## What you have to do
In the records below, the line with "use crate::engine::component::TypeInfo;" opens the range and the line with "pub fn is_empty(&self)" closes it; print that range exactly and nothing else.

## Supplied information
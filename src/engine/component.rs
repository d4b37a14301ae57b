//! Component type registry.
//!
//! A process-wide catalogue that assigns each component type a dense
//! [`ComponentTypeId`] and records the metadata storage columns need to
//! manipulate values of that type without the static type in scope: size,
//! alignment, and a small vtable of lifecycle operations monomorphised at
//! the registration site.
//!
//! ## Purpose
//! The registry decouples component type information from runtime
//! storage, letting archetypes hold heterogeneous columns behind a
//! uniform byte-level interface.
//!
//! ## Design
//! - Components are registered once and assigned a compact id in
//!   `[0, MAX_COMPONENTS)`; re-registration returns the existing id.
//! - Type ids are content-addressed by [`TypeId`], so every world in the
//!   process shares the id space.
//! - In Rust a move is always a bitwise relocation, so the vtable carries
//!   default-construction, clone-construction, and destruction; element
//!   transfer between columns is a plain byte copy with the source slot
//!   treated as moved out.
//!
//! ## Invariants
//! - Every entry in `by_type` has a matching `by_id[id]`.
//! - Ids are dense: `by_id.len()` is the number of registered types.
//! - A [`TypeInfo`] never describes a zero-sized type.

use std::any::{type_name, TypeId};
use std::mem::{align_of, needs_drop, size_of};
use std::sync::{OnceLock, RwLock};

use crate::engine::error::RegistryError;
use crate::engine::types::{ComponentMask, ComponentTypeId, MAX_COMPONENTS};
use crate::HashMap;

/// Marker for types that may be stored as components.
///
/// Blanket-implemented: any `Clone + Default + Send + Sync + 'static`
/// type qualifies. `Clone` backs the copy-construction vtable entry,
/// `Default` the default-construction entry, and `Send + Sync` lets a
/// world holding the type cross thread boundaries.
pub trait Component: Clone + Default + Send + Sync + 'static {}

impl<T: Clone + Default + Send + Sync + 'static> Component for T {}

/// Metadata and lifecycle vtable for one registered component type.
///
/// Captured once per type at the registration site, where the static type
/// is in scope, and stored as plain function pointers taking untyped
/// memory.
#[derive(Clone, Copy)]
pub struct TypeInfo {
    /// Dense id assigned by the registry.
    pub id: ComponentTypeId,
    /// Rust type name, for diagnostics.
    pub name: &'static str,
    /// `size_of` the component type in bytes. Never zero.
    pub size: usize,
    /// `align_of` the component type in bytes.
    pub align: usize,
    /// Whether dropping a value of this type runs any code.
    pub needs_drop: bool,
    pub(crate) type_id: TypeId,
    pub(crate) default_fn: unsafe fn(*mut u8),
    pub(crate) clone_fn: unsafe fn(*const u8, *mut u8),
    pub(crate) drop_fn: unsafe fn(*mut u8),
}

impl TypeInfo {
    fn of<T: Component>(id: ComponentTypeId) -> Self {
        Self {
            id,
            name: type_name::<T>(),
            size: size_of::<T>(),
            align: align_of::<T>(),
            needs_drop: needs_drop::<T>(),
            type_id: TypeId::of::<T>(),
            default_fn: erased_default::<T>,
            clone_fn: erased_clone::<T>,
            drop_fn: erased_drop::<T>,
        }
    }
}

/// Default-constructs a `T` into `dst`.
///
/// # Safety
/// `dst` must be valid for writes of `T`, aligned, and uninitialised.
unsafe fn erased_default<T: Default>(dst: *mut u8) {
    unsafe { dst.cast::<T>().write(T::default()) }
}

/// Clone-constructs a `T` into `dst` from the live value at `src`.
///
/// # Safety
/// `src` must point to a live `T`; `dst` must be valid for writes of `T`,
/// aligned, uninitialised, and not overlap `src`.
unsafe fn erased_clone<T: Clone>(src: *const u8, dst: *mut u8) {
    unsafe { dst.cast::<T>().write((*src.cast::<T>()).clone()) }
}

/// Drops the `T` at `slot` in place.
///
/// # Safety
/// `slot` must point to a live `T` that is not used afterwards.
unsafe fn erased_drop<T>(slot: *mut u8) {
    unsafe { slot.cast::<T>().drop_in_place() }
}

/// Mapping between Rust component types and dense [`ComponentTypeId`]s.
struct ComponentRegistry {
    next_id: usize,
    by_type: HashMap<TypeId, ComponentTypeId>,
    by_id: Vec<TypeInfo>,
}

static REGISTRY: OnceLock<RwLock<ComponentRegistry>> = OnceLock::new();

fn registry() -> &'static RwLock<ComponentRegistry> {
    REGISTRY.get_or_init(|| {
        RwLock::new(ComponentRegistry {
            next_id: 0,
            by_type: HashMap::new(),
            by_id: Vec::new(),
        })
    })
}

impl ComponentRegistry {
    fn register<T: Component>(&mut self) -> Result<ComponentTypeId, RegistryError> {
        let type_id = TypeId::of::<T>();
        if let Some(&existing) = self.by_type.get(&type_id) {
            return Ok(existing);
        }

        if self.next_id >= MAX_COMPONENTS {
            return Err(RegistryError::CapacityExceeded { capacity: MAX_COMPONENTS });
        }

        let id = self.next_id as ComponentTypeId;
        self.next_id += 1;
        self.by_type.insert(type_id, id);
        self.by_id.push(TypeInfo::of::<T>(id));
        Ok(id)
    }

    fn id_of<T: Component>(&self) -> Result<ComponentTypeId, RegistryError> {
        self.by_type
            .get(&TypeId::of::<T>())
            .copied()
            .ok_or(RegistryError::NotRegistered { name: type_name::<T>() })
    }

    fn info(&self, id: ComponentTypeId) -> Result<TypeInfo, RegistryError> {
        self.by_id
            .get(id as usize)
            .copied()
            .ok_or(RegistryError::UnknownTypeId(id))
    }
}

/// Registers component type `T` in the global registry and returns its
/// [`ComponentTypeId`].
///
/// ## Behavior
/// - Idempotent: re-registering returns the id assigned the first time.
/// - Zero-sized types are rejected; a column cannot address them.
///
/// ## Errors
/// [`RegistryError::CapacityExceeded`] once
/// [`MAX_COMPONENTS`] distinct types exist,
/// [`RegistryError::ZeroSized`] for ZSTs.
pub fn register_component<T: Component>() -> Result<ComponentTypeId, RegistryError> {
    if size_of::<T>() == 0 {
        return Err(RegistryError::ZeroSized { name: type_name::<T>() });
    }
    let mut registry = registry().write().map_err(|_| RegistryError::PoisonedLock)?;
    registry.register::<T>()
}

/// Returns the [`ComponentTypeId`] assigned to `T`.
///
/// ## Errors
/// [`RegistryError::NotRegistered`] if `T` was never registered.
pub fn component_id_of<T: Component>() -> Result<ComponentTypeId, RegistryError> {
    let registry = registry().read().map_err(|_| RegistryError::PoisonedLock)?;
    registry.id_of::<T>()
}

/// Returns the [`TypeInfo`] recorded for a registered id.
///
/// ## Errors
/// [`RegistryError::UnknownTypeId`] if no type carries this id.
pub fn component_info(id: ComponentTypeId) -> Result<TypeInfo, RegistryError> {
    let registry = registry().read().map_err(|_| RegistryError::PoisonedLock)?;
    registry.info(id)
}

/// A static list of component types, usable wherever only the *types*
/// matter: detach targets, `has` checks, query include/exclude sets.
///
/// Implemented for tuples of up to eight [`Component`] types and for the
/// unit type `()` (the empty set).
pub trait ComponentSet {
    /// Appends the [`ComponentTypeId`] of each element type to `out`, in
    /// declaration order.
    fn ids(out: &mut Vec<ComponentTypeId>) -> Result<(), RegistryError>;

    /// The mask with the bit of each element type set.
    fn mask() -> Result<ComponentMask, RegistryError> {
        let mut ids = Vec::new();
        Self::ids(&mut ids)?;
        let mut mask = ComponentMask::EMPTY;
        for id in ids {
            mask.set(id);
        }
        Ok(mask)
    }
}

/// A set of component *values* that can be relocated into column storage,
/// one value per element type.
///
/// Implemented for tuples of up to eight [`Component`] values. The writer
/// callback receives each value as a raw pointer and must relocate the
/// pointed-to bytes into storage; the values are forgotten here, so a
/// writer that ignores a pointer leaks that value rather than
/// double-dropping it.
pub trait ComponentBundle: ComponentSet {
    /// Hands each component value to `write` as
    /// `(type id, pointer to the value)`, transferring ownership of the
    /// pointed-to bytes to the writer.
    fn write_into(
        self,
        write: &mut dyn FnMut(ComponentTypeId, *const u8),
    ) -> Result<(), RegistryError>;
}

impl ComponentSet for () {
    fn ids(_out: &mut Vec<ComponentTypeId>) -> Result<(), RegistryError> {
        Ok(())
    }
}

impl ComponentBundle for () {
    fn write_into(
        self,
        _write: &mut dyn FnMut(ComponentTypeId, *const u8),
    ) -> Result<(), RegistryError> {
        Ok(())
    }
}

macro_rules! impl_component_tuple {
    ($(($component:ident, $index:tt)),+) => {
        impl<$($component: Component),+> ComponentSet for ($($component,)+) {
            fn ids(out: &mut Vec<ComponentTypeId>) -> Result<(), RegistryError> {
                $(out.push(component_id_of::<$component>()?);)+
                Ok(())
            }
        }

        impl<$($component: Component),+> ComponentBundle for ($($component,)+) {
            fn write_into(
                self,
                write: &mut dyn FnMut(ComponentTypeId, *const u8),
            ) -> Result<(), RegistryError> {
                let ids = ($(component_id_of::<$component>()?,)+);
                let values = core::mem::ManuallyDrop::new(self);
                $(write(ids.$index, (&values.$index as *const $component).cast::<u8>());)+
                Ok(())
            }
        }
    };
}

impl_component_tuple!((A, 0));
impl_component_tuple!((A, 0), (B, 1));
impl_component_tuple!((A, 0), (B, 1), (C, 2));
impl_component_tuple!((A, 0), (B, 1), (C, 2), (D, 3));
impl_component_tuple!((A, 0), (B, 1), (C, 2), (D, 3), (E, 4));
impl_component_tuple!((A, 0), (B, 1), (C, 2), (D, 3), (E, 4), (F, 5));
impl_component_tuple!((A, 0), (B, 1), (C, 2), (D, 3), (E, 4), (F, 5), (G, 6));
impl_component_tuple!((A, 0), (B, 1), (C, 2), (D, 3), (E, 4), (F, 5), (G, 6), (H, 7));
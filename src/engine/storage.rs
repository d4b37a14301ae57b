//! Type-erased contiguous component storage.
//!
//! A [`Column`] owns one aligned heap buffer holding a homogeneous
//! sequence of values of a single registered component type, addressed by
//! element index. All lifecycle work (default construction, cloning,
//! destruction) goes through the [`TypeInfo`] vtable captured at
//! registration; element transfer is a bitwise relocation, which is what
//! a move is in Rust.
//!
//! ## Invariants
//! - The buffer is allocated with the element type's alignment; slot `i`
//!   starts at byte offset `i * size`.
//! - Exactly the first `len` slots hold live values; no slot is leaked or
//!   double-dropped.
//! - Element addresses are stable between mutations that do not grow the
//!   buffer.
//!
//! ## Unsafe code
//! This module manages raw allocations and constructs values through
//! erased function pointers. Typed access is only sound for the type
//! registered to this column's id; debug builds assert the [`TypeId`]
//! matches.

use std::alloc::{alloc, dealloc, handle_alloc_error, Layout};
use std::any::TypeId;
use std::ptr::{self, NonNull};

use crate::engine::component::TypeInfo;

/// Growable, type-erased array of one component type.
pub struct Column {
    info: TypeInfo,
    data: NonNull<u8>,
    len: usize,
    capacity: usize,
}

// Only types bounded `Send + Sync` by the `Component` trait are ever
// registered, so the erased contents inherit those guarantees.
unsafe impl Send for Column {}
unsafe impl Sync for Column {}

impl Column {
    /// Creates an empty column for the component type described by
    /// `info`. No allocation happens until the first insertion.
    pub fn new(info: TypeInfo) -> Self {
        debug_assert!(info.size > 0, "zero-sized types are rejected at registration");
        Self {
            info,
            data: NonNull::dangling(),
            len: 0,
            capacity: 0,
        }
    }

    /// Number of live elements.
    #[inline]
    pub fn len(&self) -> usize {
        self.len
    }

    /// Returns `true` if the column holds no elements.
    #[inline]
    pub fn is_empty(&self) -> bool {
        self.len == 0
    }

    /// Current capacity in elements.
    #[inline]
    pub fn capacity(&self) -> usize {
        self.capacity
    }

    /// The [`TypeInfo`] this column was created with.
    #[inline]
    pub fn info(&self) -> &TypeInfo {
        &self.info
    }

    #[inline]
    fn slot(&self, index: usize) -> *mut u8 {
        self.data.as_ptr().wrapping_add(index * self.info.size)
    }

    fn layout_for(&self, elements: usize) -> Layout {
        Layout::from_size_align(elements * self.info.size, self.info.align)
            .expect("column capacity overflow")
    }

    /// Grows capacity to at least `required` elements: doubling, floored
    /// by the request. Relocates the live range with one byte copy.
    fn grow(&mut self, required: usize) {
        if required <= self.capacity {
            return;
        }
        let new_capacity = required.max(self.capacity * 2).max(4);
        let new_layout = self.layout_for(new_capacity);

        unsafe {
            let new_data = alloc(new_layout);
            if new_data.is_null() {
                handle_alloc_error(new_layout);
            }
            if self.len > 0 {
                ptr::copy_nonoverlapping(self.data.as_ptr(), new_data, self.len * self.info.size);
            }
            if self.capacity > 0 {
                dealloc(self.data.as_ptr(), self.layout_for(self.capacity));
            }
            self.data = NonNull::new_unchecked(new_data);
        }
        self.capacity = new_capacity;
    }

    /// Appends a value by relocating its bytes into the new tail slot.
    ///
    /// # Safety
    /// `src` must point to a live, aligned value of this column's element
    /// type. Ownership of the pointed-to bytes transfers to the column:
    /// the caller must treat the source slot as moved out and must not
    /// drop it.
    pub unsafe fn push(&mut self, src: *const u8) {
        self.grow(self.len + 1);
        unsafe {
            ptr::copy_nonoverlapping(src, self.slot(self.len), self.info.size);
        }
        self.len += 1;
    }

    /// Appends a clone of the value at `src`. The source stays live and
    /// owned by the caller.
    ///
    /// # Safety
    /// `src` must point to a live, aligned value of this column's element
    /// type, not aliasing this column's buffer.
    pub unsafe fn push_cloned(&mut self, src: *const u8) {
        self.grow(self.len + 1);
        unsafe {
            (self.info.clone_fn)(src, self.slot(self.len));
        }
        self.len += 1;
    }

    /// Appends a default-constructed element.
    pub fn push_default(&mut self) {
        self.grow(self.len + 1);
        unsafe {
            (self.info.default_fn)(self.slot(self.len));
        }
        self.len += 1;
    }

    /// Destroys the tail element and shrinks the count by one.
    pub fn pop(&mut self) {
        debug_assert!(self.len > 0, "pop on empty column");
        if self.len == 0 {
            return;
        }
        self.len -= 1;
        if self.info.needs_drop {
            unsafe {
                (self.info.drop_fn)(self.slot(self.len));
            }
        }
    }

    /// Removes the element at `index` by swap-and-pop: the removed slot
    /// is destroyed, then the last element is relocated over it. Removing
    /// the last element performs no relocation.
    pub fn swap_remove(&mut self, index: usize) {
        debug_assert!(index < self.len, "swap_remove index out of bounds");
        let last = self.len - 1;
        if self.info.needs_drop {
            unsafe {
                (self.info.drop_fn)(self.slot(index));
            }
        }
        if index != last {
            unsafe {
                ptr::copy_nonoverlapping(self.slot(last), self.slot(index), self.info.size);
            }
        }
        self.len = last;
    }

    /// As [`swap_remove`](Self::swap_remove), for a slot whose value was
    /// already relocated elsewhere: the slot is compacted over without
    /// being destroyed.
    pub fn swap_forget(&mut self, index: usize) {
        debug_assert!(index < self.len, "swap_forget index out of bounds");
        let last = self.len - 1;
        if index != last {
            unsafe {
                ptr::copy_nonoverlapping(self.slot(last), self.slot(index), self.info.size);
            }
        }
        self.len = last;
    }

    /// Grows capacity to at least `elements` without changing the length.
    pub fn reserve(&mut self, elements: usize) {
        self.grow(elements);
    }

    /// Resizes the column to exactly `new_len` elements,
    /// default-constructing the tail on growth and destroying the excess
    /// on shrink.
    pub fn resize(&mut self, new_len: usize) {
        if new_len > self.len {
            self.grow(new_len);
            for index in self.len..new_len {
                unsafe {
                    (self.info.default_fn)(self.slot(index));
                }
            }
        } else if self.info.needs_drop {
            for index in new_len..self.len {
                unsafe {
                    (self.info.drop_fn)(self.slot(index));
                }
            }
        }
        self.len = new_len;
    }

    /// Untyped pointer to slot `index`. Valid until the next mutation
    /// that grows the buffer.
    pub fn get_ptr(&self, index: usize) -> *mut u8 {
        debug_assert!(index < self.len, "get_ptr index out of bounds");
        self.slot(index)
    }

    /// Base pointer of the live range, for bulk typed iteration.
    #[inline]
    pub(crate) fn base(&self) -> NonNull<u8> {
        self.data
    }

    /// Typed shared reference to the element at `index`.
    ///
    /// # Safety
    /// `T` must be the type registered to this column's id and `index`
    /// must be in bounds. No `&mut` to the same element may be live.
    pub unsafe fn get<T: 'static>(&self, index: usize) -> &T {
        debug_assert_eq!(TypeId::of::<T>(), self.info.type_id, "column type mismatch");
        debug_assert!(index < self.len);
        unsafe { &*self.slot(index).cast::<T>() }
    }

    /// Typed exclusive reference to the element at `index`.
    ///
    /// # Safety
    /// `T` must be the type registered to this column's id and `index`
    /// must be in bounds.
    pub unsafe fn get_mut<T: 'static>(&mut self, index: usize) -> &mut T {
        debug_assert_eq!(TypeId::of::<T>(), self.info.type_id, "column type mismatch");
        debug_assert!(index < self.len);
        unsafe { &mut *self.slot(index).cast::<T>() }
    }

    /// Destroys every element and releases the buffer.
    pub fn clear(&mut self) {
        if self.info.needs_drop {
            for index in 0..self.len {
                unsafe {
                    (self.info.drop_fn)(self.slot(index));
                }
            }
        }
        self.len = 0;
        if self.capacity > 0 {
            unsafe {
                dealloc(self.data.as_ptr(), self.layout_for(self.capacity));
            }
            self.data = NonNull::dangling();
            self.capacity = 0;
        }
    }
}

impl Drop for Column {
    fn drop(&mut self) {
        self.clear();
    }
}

## Result below
use crate::engine::component::TypeInfo;

/// Growable, type-erased array of one component type.
pub struct Column {
    info: TypeInfo,
    data: NonNull<u8>,
    len: usize,
    capacity: usize,
}

// Only types bounded `Send + Sync` by the `Component` trait are ever
// registered, so the erased contents inherit those guarantees.
unsafe impl Send for Column {}
unsafe impl Sync for Column {}

impl Column {
    /// Creates an empty column for the component type described by
    /// `info`. No allocation happens until the first insertion.
    pub fn new(info: TypeInfo) -> Self {
        debug_assert!(info.size > 0, "zero-sized types are rejected at registration");
        Self {
            info,
            data: NonNull::dangling(),
            len: 0,
            capacity: 0,
        }
    }

    /// Number of live elements.
    #[inline]
    pub fn len(&self) -> usize {
        self.len
    }

    /// Returns `true` if the column holds no elements.
    #[inline]
    pub fn is_empty(&self) -> bool {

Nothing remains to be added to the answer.